→ **Work task**:
Below are records; count the lines that contain "post" and give only the total.

→ **Data records**:
-.-.-
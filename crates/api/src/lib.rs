//! HTTP API for the storefront.
//!
//! Serves the catalog, cart, checkout, orders, reviews and wishlists under
//! `/api`, with structured logging (tracing) and Prometheus metrics.

pub mod config;
pub mod error;
pub mod extract;
pub mod routes;
pub mod state;

use std::sync::Arc;

use axum::Router;
use axum::routing::{get, post, put};
use metrics_exporter_prometheus::PrometheusHandle;
use store::Store;
use tower_http::cors::{Any, CorsLayer};
use tower_http::trace::TraceLayer;

pub use state::{AppState, create_state};

fn api_routes<S: Store + Clone + 'static>() -> Router<Arc<AppState<S>>> {
    use routes::{cart, orders, products, reviews, users, wishlist};

    Router::new()
        // Catalog
        .route(
            "/products",
            get(products::list::<S>).post(products::create::<S>),
        )
        .route(
            "/products/{id}",
            get(products::get::<S>)
                .put(products::update::<S>)
                .delete(products::deactivate::<S>),
        )
        .route("/products/{id}/stock", put(products::set_stock::<S>))
        .route(
            "/categories",
            get(products::list_categories::<S>).post(products::create_category::<S>),
        )
        .route(
            "/brands",
            get(products::list_brands::<S>).post(products::create_brand::<S>),
        )
        // Cart
        .route("/cart", get(cart::get::<S>).delete(cart::clear::<S>))
        .route("/cart/items", post(cart::add_item::<S>))
        .route(
            "/cart/items/{item_id}",
            put(cart::update_item::<S>).delete(cart::remove_item::<S>),
        )
        // Orders
        .route("/orders", get(orders::list::<S>).post(orders::create::<S>))
        .route("/orders/{id}", get(orders::get::<S>))
        .route("/orders/uuid/{uuid}", get(orders::get_by_uuid::<S>))
        .route("/orders/{id}/status", put(orders::update_status::<S>))
        .route("/orders/{id}/cancel", post(orders::cancel::<S>))
        // Reviews
        .route(
            "/products/{id}/reviews",
            get(reviews::list_for_product::<S>).post(reviews::create::<S>),
        )
        .route(
            "/reviews/{id}",
            get(reviews::get::<S>)
                .put(reviews::update::<S>)
                .delete(reviews::delete::<S>),
        )
        // Wishlist
        .route("/wishlist", get(wishlist::get::<S>).delete(wishlist::clear::<S>))
        .route(
            "/wishlist/{product_id}",
            post(wishlist::add::<S>).delete(wishlist::remove::<S>),
        )
        .route("/wishlist/{product_id}/check", get(wishlist::check::<S>))
        // Users
        .route("/users", post(users::register::<S>))
        .route("/users/me", get(users::me::<S>))
}

/// Creates the Axum application router with all routes and shared state.
pub fn create_app<S: Store + Clone + 'static>(
    state: Arc<AppState<S>>,
    metrics_handle: PrometheusHandle,
) -> Router {
    let metrics_router = Router::new()
        .route("/metrics", get(routes::metrics::render))
        .with_state(metrics_handle);

    Router::new()
        .route("/health", get(routes::health::check))
        .nest("/api", api_routes::<S>())
        .with_state(state)
        .merge(metrics_router)
        .layer(
            CorsLayer::new()
                .allow_origin(Any)
                .allow_methods(Any)
                .allow_headers(Any),
        )
        .layer(TraceLayer::new_for_http())
}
-.-.-
→ **Exercise output**:
10